Work item: Filter these entries, keeping only lines that hold the word "enum".
————————
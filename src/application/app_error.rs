use thiserror::Error;

#[derive(Error, Debug)]
pub enum AppError {
    #[error("Database error: {0}")]
    Database(String),

    #[error("Invalid credentials")]
    InvalidCredentials,

    #[error("Invalid input: {0}")]
    InvalidInput(String),

    #[error("Invalid billing cycle: {0}")]
    InvalidCycle(String),

    #[error("Invalid date: {0}")]
    InvalidDate(String),

    #[error("Not found")]
    NotFound,

    #[error("Internal error: {0}")]
    Internal(String),
}

#[derive(Clone, Copy, Debug)]
pub enum ErrorCode {
    DatabaseError,
    InvalidCredentials,
    InvalidInput,
    InvalidCycle,
    InvalidDate,
    NotFound,
    InternalError,
}

impl ErrorCode {
    pub fn as_str(&self) -> &'static str {
        match self {
            ErrorCode::DatabaseError => "DATABASE_ERROR",
            ErrorCode::InvalidCredentials => "INVALID_CREDENTIALS",
            ErrorCode::InvalidInput => "INVALID_INPUT",
            ErrorCode::InvalidCycle => "INVALID_CYCLE",
            ErrorCode::InvalidDate => "INVALID_DATE",
            ErrorCode::NotFound => "NOT_FOUND",
            ErrorCode::InternalError => "INTERNAL_ERROR",
        }
    }
}

pub type AppResult<T> = Result<T, AppError>;
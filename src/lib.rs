pub mod adapters;
pub mod application;
pub mod domain;
pub mod infra;

// Test utilities (factories, in-memory repos, state builder)
#[cfg(test)]
pub mod test_utils;

// Re-exports for shorter use statements.
pub use application::*;
pub use domain::*;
————————
Answer space:
pub enum AppError {
pub enum ErrorCode {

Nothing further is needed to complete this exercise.